### Try it
In the listing below, locate the line that contains "repository c10509932db0cc60" and the line that contains "let chat = Telegram::new(&cfg)?;". Restate word for word those two lines and every line between them, and nothing else.

### Dataset excerpts
+---+
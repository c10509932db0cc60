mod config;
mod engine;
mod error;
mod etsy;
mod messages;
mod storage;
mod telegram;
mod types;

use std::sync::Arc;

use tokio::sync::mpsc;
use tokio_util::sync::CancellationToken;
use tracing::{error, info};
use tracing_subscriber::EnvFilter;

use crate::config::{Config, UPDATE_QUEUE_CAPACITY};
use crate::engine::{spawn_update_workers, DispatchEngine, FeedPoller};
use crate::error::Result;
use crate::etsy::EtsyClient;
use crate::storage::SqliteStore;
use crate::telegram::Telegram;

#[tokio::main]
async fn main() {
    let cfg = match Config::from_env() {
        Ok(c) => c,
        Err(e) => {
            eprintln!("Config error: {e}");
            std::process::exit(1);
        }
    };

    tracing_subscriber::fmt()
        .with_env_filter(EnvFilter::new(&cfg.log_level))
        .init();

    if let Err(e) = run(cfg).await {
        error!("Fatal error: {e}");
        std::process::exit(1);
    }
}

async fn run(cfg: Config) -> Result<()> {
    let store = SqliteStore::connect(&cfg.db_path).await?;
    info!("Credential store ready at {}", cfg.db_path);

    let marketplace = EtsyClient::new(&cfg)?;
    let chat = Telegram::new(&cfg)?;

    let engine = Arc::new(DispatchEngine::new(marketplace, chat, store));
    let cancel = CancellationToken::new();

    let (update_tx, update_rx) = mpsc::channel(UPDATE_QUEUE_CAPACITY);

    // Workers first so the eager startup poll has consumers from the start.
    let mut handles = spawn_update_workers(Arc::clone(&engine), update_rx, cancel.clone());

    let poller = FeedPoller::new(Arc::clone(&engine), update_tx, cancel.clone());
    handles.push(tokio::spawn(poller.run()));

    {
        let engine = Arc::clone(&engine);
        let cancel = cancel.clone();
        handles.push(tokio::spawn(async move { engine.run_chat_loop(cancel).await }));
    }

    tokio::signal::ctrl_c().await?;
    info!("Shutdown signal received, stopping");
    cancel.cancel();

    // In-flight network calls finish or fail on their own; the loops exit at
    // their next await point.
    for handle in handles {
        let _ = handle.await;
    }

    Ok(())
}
+---+
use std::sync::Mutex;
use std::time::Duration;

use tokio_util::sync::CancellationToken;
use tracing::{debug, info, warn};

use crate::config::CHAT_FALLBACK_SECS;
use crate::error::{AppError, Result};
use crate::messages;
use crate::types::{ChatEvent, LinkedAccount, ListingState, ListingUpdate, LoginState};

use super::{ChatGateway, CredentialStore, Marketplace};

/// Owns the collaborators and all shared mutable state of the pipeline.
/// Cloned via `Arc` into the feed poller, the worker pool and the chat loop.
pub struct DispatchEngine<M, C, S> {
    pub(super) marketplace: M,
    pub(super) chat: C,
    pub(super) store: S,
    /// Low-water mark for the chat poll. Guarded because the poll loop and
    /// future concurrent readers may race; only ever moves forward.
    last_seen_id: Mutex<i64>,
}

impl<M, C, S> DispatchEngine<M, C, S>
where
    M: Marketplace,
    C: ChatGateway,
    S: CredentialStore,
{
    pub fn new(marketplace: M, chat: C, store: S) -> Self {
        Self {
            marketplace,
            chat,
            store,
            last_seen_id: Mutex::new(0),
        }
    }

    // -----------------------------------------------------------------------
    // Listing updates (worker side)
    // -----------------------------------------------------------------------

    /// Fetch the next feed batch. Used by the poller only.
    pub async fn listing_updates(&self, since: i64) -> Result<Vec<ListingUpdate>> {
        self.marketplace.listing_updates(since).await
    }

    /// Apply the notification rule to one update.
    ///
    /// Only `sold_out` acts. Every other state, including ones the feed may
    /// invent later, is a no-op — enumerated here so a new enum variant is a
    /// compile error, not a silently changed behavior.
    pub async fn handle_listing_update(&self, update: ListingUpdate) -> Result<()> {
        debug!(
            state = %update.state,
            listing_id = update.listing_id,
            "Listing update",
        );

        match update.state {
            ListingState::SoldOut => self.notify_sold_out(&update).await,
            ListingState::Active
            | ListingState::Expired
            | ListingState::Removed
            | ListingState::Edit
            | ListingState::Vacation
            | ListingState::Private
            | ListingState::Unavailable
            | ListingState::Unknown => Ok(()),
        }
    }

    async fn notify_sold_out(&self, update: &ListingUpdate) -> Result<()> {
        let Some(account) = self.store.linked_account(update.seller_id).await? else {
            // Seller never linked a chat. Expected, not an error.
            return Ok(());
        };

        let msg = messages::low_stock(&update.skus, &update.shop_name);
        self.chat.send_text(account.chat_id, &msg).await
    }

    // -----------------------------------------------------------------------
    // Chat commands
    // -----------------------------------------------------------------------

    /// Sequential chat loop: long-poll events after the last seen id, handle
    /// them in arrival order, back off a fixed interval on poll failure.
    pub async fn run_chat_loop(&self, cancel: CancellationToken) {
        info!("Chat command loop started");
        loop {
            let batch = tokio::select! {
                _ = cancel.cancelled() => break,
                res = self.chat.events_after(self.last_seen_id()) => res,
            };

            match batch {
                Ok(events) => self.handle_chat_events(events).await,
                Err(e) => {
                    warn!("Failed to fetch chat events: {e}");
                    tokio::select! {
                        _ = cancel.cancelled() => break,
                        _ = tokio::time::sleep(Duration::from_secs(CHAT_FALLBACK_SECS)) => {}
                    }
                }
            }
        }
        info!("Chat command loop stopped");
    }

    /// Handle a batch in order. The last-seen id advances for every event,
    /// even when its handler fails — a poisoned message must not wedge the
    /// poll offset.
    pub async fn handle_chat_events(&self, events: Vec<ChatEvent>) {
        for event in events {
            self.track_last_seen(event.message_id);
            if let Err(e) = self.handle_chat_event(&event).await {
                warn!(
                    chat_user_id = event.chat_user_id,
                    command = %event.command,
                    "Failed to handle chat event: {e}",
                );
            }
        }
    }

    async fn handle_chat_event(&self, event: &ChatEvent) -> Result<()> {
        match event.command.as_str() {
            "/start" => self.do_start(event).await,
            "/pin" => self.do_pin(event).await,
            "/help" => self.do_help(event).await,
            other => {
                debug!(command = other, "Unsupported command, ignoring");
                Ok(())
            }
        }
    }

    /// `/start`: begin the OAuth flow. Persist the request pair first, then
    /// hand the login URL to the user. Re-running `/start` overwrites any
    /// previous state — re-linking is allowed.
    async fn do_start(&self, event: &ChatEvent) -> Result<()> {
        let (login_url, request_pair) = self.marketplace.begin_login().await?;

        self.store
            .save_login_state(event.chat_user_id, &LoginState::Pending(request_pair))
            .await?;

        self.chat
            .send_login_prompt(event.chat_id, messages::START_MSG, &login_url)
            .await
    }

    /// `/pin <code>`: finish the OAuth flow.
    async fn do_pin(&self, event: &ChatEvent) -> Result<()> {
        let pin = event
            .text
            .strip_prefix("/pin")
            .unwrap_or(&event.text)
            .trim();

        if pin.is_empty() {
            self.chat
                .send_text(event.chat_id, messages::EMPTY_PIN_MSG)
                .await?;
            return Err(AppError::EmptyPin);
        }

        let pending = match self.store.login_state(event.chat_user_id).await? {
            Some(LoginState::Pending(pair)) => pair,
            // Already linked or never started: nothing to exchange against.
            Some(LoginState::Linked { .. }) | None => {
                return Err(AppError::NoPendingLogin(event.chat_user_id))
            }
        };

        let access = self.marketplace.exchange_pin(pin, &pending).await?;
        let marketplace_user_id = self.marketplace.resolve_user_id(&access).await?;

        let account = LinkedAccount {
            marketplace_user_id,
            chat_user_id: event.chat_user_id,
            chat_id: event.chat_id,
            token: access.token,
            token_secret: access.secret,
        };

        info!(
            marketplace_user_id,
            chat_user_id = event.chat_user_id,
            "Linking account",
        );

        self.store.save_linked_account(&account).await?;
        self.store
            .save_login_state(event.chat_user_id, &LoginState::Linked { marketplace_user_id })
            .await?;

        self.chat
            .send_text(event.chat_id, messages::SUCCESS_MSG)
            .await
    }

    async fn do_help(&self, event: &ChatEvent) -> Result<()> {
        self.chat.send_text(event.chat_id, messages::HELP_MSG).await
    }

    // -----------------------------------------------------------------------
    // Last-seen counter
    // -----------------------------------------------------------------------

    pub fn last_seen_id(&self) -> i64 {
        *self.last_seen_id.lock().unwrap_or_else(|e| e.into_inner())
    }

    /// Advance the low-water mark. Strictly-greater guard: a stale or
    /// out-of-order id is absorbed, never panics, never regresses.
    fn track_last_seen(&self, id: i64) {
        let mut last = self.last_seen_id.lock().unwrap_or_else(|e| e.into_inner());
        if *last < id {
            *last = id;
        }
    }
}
+---+
### Problem solution
repository c10509932db0cc60
mod config;
mod engine;
mod error;
mod etsy;
mod messages;
mod storage;
mod telegram;
mod types;

use std::sync::Arc;

use tokio::sync::mpsc;
use tokio_util::sync::CancellationToken;
use tracing::{error, info};
use tracing_subscriber::EnvFilter;

use crate::config::{Config, UPDATE_QUEUE_CAPACITY};
use crate::engine::{spawn_update_workers, DispatchEngine, FeedPoller};
use crate::error::Result;
use crate::etsy::EtsyClient;
use crate::storage::SqliteStore;
use crate::telegram::Telegram;

#[tokio::main]
async fn main() {
    let cfg = match Config::from_env() {
        Ok(c) => c,
        Err(e) => {
            eprintln!("Config error: {e}");
            std::process::exit(1);
        }
    };

    tracing_subscriber::fmt()
        .with_env_filter(EnvFilter::new(&cfg.log_level))
        .init();

    if let Err(e) = run(cfg).await {
        error!("Fatal error: {e}");
        std::process::exit(1);
    }
}

async fn run(cfg: Config) -> Result<()> {
    let store = SqliteStore::connect(&cfg.db_path).await?;
    info!("Credential store ready at {}", cfg.db_path);

    let marketplace = EtsyClient::new(&cfg)?;
    let chat = Telegram::new(&cfg)?;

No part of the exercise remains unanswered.